== Provided records

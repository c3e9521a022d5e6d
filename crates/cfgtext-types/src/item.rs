use serde::{Deserialize, Serialize};

use crate::identity::{ItemId, NamespaceId};

/// The three shapes a persisted line can take.
#[derive(Clone, Copy, Debug, PartialEq, Eq, Hash, Serialize, Deserialize)]
#[serde(rename_all = "snake_case")]
pub enum ItemKind {
    /// A `key = value` entry.
    Data,
    /// A comment line; the text lives in [`Item::comment`].
    Comment,
    /// An empty line.
    Blank,
}

/// One persisted line of a configuration document.
///
/// The key is empty exactly when the item is a comment or a blank line.
/// Comments and blanks are told apart by the comment text alone: a comment
/// item carries its full line (starting with `#` or `!`), a blank item carries
/// nothing. Data items may carry a comment as an annotation; it survives edits
/// to the key's value.
#[derive(Clone, Debug, PartialEq, Eq, Serialize, Deserialize)]
pub struct Item {
    /// Store-assigned identity; null until the item is persisted.
    #[serde(default, skip_serializing_if = "ItemId::is_null")]
    pub id: ItemId,
    /// Owning namespace.
    pub namespace_id: NamespaceId,
    #[serde(default)]
    pub key: String,
    #[serde(default)]
    pub value: String,
    #[serde(default)]
    pub comment: String,
    /// 1-based position in the document when the item was last written.
    pub line_num: u32,
}

impl Item {
    /// A new, unsaved data item.
    pub fn data(
        namespace_id: NamespaceId,
        key: impl Into<String>,
        value: impl Into<String>,
        line_num: u32,
    ) -> Self {
        Self {
            id: ItemId::null(),
            namespace_id,
            key: key.into(),
            value: value.into(),
            comment: String::new(),
            line_num,
        }
    }

    /// A new, unsaved comment item.
    pub fn comment(namespace_id: NamespaceId, text: impl Into<String>, line_num: u32) -> Self {
        Self {
            id: ItemId::null(),
            namespace_id,
            key: String::new(),
            value: String::new(),
            comment: text.into(),
            line_num,
        }
    }

    /// A new, unsaved blank item.
    pub fn blank(namespace_id: NamespaceId, line_num: u32) -> Self {
        Self {
            id: ItemId::null(),
            namespace_id,
            key: String::new(),
            value: String::new(),
            comment: String::new(),
            line_num,
        }
    }

    /// Builder-style id assignment.
    pub fn with_id(mut self, id: impl Into<ItemId>) -> Self {
        self.id = id.into();
        self
    }

    /// Builder-style comment annotation.
    pub fn with_comment(mut self, comment: impl Into<String>) -> Self {
        self.comment = comment.into();
        self
    }

    /// Classify this item from its fields.
    pub fn kind(&self) -> ItemKind {
        if !self.key.is_empty() {
            ItemKind::Data
        } else if !self.comment.is_empty() {
            ItemKind::Comment
        } else {
            ItemKind::Blank
        }
    }

    pub fn is_data(&self) -> bool {
        self.kind() == ItemKind::Data
    }

    pub fn is_comment(&self) -> bool {
        self.kind() == ItemKind::Comment
    }

    pub fn is_blank(&self) -> bool {
        self.kind() == ItemKind::Blank
    }

    /// Returns `true` once the store has assigned an id.
    pub fn is_persisted(&self) -> bool {
        !self.id.is_null()
    }
}
//! Reconciliation engine for cfgtext.
//!
//! Given the persisted items of one namespace (the baseline) and a freshly
//! edited document, computes the creates, updates, and deletes that make the
//! persisted state match the document. The engine is a pure function: it
//! performs no I/O, never mutates the baseline, and either returns a complete
//! [`ChangeSet`] or rejects the document.
//!
//! # Pipeline
//!
//! 1. [`Document::parse`] classifies every line ([`Line`]) and rejects the
//!    document on a missing separator or a repeated key.
//! 2. [`reconcile`] walks the document against a per-call index of the
//!    baseline and emits a [`ChangeSet`].
//!
//! [`render`] is the inverse direction, and [`preview`] produces a
//! line diff for human review.

pub mod change_set;
pub mod error;
pub mod line;
pub mod preview;
pub mod reconcile;
pub mod render;
pub mod validate;

pub use change_set::{ChangeSet, ChangeSummary};
pub use error::{ResolveError, ResolveResult};
pub use line::{classify, parse_key_value, Line, LineClass};
pub use preview::{preview, PreviewHunk, PreviewLine, TextPreview};
pub use reconcile::{reconcile, resolve, PropertiesResolver, TextResolver};
pub use render::{render, render_line};
pub use validate::Document;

====

§ **Exercise**
Could you repeat exactly the lines above from the line with "pub fn is_data(&self)" up to and including the line with "and rejects the", and only those?

§ **Answer section**
    pub fn is_data(&self) -> bool {
        self.kind() == ItemKind::Data
    }

    pub fn is_comment(&self) -> bool {
        self.kind() == ItemKind::Comment
    }

    pub fn is_blank(&self) -> bool {
        self.kind() == ItemKind::Blank
    }

    /// Returns `true` once the store has assigned an id.
    pub fn is_persisted(&self) -> bool {
        !self.id.is_null()
    }
}
//! Reconciliation engine for cfgtext.
//!
//! Given the persisted items of one namespace (the baseline) and a freshly
//! edited document, computes the creates, updates, and deletes that make the
//! persisted state match the document. The engine is a pure function: it
//! performs no I/O, never mutates the baseline, and either returns a complete
//! [`ChangeSet`] or rejects the document.
//!
//! # Pipeline
//!
//! 1. [`Document::parse`] classifies every line ([`Line`]) and rejects the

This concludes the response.